_EXERCISE INSTRUCTIONS_
Go through the data below and work out how many lines contain "self"; the answer is the number alone.

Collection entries
+++

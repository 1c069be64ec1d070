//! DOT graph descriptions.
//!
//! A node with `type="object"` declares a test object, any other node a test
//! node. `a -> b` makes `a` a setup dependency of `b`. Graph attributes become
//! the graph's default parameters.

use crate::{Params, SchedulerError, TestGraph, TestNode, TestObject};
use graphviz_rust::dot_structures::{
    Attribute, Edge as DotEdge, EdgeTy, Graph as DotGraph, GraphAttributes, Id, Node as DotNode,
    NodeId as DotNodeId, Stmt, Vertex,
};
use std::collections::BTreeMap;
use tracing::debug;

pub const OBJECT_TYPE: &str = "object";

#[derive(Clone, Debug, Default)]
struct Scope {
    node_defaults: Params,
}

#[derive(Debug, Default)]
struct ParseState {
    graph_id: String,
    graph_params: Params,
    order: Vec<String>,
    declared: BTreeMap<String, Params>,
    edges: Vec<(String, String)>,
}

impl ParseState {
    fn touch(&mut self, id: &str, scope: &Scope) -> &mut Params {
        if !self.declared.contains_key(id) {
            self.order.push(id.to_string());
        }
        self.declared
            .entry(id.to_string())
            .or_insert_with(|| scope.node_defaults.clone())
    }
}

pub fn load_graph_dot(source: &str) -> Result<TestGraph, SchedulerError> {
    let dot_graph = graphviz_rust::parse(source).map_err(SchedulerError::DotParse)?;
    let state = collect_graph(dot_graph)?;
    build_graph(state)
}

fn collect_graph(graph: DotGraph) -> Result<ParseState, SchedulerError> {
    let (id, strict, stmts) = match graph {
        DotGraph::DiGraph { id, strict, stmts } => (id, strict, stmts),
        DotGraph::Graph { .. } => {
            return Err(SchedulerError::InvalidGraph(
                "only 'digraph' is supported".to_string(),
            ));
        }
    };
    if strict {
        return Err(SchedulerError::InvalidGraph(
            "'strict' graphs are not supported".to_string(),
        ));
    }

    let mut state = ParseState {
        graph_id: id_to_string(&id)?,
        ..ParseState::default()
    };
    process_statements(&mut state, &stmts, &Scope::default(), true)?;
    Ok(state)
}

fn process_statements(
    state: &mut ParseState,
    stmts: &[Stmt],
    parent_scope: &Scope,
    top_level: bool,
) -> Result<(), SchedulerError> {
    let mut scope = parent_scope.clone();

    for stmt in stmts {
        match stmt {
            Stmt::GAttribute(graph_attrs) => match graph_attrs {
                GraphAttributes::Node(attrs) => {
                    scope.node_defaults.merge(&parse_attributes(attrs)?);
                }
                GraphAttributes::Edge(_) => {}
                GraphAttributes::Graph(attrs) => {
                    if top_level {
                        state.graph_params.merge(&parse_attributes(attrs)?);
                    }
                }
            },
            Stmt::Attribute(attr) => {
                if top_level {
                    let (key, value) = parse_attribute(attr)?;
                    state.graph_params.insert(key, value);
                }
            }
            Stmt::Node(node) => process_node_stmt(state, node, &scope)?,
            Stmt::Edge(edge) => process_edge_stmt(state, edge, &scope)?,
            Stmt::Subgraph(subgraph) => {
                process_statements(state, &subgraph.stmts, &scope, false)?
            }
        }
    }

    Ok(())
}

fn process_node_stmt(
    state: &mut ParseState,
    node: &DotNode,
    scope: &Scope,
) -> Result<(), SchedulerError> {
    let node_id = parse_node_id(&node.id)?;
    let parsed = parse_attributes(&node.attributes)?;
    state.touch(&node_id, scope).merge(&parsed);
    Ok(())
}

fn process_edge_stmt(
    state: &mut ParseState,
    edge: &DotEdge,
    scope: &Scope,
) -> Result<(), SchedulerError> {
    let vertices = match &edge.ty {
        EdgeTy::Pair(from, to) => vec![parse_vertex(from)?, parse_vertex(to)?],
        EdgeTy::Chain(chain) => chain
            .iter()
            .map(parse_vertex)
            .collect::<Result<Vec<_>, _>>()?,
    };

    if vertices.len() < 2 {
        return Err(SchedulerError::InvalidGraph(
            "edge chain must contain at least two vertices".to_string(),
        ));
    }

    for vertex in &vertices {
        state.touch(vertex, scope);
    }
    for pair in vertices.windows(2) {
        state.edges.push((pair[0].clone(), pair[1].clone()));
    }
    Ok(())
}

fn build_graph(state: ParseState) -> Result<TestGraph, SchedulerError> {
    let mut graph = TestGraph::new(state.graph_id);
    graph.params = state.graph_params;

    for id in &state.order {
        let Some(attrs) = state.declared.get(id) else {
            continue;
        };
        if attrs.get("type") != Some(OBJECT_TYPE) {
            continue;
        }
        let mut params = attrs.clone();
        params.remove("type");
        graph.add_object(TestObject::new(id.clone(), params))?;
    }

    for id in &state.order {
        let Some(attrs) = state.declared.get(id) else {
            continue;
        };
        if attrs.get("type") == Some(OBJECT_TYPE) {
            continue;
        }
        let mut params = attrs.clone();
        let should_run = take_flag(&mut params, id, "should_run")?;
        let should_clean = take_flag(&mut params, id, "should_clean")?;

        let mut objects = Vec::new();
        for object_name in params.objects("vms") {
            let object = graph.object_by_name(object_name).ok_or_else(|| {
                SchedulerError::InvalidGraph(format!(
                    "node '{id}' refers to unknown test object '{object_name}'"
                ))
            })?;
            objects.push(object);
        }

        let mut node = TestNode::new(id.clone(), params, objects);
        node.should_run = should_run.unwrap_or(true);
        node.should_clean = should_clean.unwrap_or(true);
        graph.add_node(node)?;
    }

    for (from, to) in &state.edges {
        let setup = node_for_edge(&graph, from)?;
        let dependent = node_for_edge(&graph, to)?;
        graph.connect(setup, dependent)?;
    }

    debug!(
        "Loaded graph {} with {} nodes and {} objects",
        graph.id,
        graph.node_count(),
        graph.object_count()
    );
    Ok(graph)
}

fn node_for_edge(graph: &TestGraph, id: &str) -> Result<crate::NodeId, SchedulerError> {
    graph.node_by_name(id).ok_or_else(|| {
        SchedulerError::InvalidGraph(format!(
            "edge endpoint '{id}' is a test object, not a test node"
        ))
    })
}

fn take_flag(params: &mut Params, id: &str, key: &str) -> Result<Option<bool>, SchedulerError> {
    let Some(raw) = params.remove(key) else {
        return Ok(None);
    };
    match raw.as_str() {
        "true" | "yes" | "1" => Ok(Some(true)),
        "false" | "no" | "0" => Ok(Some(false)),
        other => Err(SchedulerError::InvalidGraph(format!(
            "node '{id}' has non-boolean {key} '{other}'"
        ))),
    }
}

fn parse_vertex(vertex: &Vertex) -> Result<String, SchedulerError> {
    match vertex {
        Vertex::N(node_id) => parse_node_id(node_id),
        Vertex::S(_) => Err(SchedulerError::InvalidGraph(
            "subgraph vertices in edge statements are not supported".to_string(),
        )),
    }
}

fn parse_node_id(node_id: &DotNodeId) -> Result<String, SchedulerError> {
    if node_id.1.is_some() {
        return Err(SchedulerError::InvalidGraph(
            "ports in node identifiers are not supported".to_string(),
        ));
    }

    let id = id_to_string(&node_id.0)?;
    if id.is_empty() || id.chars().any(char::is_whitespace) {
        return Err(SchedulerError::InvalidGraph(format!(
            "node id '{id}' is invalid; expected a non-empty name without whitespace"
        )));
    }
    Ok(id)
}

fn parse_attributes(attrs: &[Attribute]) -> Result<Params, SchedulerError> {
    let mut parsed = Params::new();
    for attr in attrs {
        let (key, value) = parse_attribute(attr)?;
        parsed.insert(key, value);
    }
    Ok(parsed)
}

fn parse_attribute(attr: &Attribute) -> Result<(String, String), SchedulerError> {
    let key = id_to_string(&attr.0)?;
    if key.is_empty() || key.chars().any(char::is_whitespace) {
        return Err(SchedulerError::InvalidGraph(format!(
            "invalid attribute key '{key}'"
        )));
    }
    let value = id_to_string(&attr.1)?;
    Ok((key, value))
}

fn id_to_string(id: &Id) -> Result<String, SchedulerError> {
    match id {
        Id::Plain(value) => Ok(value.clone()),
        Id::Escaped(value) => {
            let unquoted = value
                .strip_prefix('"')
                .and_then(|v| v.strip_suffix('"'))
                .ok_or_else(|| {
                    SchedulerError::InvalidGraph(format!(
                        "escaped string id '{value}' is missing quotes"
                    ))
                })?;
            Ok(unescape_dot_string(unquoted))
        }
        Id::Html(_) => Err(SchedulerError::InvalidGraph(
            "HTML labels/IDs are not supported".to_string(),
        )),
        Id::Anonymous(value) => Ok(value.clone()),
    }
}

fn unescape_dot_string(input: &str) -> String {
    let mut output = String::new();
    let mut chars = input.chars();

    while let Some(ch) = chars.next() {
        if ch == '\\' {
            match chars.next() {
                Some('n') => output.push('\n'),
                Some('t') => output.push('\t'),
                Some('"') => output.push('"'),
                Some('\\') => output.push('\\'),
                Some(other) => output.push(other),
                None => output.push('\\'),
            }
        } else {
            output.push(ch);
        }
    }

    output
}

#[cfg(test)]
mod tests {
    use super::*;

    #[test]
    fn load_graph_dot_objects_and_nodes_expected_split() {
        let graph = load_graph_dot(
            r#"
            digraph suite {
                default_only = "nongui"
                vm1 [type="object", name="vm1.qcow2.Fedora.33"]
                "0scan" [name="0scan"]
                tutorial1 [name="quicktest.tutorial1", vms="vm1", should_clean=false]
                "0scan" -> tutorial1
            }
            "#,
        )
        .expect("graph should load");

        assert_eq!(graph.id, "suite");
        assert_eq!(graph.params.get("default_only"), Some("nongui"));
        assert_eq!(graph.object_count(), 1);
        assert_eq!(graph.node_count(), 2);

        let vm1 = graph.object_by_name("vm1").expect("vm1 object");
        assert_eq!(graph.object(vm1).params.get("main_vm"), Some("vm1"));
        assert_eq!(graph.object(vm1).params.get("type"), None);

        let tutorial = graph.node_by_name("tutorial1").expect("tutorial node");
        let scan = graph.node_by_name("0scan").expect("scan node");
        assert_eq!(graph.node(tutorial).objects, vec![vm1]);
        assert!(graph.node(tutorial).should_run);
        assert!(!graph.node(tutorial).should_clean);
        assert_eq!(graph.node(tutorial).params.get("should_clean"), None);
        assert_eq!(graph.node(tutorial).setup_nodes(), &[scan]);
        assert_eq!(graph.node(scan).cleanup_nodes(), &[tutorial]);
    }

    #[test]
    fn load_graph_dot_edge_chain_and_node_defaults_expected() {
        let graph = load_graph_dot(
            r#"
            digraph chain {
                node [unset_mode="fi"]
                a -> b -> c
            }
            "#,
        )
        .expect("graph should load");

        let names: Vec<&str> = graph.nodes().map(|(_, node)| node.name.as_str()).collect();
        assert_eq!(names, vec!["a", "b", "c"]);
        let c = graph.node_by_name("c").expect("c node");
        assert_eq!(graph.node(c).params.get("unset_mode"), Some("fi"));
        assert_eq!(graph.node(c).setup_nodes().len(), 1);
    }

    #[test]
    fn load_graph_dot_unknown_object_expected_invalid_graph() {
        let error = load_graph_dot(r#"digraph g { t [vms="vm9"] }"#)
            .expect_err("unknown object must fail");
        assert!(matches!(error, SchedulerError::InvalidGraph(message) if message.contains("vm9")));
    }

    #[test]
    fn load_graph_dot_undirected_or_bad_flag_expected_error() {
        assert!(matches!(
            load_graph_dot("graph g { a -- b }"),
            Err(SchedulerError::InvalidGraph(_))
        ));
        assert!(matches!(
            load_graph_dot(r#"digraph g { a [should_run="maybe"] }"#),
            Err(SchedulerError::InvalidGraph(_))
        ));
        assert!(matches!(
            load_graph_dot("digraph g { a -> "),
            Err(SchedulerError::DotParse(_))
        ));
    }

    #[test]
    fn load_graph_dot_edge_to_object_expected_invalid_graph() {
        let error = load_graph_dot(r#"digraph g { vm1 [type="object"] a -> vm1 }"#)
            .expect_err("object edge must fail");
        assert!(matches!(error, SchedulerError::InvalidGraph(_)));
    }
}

+++

_SOLUTION FOR THIS PROBLEM_
4